基于vagrant搭建k8s集群
编辑于 2021-08-17 13:20:42 阅读 3198
3台虚拟机
|节点|系统|IP| |-|-|-|-| |master|CentOS-8|192.168.10.90| |node1|CentOS-8|192.168.10.91| |node2|CentOS-8|192.168.10.92|
构建基础镜像
cd k8sbase
vagrant box add centos8 ../vagrant_package/CentOS-8-generic.box
vagrant init centos8
#启动
vagrant up
#登陆系统,进行基础配置
vagrant ssh
#切换到root
sudo su
基础配置
#关闭防火墙
systemctl stop firewalld && systemctl disable firewalld
#关闭 seLinux
sed -i 's/^SELINUX=enforcing$/SELINUX=disabled/' /etc/selinux/config
#关闭 swap 分区
sed -ri 's/.*swap.*/#&/' /etc/fstab
#将桥接的 IPV4 流量传递到 iptables 的链
cat <<EOF > /etc/sysctl.d/k8s.conf
net.bridge.bridge-nf-call-ip6tables = 1
net.bridge.bridge-nf-call-iptables = 1
EOF
sysctl --system
#同步时间
1 date #查看时间是否正确,不正确则执行以下步骤
2 rm -rf /etc/localtime
3 ln -s /usr/share/zoneinfo/Asia/Shanghai /etc/localtime
4 设置时区
tzselect
5 同步时间
yum install -y ntpdate
ntpdate cn.pool.ntp.org
6 date
# yum源
vi /etc/yum.repos.d/docker-ce.repo
[docker-ce-stable]
name=Docker CE Stable - $basearch
baseurl=https://mirrors.aliyun.com/docker-ce/linux/centos/$releasever/$basearch/stable
enabled=1
gpgcheck=1
gpgkey=https://mirrors.aliyun.com/docker-ce/linux/centos/gpg
vi /etc/yum.repos.d/kubernetes.repo
[kubernetes]
name=Kubernetes
baseurl=https://mirrors.aliyun.com/kubernetes/yum/repos/kubernetes-el7-x86_64/
enabled=1
gpgcheck=1
repo_gpgcheck=1
gpgkey=https://mirrors.aliyun.com/kubernetes/yum/doc/yum-key.gpg https://mirrors.aliyun.com/kubernetes/yum/doc/rpm-package-key.gpg
#安装
yum install docker-ce kubelet kubeadm kubectl
systemctl enable docker
systemctl enable kubelet
#注意,这里我遇到一个问题,docker的驱动类型和kubelet的驱动类型不同,需要统一一下。
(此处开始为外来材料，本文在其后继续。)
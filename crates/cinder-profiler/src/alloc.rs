use std::alloc::{GlobalAlloc, Layout, System};
use std::sync::atomic::{AtomicU64, Ordering};

static ALLOCATED: AtomicU64 = AtomicU64::new(0);
static FREED: AtomicU64 = AtomicU64::new(0);

/// A global allocator forwarding to [System] while counting the bytes it hands out
/// and takes back.
///
/// Memory columns of a profile are only meaningful when the binary installs it:
///
/// ```ignore
/// #[global_allocator]
/// static GLOBAL: cinder_profiler::TrackingAllocator = cinder_profiler::TrackingAllocator::new();
/// ```
#[derive(Debug, Default)]
pub struct TrackingAllocator;

impl TrackingAllocator {
    pub const fn new() -> Self {
        Self
    }
}

unsafe impl GlobalAlloc for TrackingAllocator {
    unsafe fn alloc(&self, layout: Layout) -> *mut u8 {
        let ptr = unsafe { System.alloc(layout) };
        if !ptr.is_null() {
            ALLOCATED.fetch_add(layout.size() as u64, Ordering::Relaxed);
        }
        ptr
    }

    unsafe fn alloc_zeroed(&self, layout: Layout) -> *mut u8 {
        let ptr = unsafe { System.alloc_zeroed(layout) };
        if !ptr.is_null() {
            ALLOCATED.fetch_add(layout.size() as u64, Ordering::Relaxed);
        }
        ptr
    }

    unsafe fn dealloc(&self, ptr: *mut u8, layout: Layout) {
        unsafe { System.dealloc(ptr, layout) };
        FREED.fetch_add(layout.size() as u64, Ordering::Relaxed);
    }

    unsafe fn realloc(&self, ptr: *mut u8, layout: Layout, new_size: usize) -> *mut u8 {
        let new_ptr = unsafe { System.realloc(ptr, layout, new_size) };
        if !new_ptr.is_null() {
            FREED.fetch_add(layout.size() as u64, Ordering::Relaxed);
            ALLOCATED.fetch_add(new_size as u64, Ordering::Relaxed);
        }
        new_ptr
    }
}

/// Process-wide allocation counters at one point in time.
#[derive(Clone, Copy, Debug, Default, PartialEq, Eq)]
pub struct AllocSnapshot {
    pub allocated: u64,
    pub freed: u64,
}

impl AllocSnapshot {
    /// Bytes allocated minus bytes freed between `earlier` and this snapshot.
    pub fn net_since(&self, earlier: &AllocSnapshot) -> i64 {
        let allocated = self.allocated.wrapping_sub(earlier.allocated) as i64;
        let freed = self.freed.wrapping_sub(earlier.freed) as i64;
        allocated - freed
    }
}

pub fn snapshot() -> AllocSnapshot {
    AllocSnapshot {
        allocated: ALLOCATED.load(Ordering::Relaxed),
        freed: FREED.load(Ordering::Relaxed),
    }
}

/// Whether any allocation went through a [TrackingAllocator] in this process.
pub fn is_tracking() -> bool {
    ALLOCATED.load(Ordering::Relaxed) > 0
}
修改docker的驱动类型为systemd
cat > /etc/docker/daemon.json <<EOF
{
"exec-opts": ["native.cgroupdriver=systemd"]
}
EOF
打包镜像
vagrant halt
vagrant package --output k8s.box
vagrant box add k8s k8s.box
#此镜像已上传到vagrant cloud,可以直接使用
https://app.vagrantup.com/cuiw/boxes/k8s-centos8-base
基于基础镜像批量生成虚拟机
# Vagrantfile
# vim: set ft=ruby ts=2 :
Vagrant.configure("2") do |config|
config.vm.box = "k8s"
config.vm.provider "virtualbox" do |v|
v.memory = 2048
v.cpus = 2
end
config.vm.define :master do |cfg|
cfg.vm.hostname = "master"
cfg.vm.network :public_network, ip: "192.168.10.90"
end
config.vm.define :node1 do |cfg|
cfg.vm.hostname = "node1"
cfg.vm.network :public_network, ip: "192.168.10.91"
end
config.vm.define :node2 do |cfg|
cfg.vm.hostname = "node2"
cfg.vm.network :public_network, ip: "192.168.10.92"
end
config.vm.synced_folder "./", "/vagrant"
end
cd k8s-demo
# 启动3台虚拟机
vagrant up
# 开一个新窗口
vagrant ssh master
# 开一个新窗口
vagrant ssh node1
# 开一个新窗口
vagrant ssh node2
master 节点初始化
# vi /etc/sysconfig/kubelet
KUBELET_EXTRA_ARGS="--node-ip=192.168.10.90 --pod-infra-container-image=registry.cn-hangzhou.aliyuncs.com/google_containers/pause:3.5"
service kubelet restart
#kubeadm 预下载基础镜像
kubeadm config images pull --image-repository registry.cn-hangzhou.aliyuncs.com/google_containers
#初始化
kubeadm init \
--kubernetes-version v1.22.0 \
--apiserver-advertise-address=192.168.10.90 \
--ignore-preflight-errors=all \
--image-repository registry.cn-hangzhou.aliyuncs.com/google_containers \
--service-cidr=10.1.0.0/16 \
--pod-network-cidr=10.244.0.0/16
POD的网段为: 10.244.0.0/16, api server地址就是master本机IP。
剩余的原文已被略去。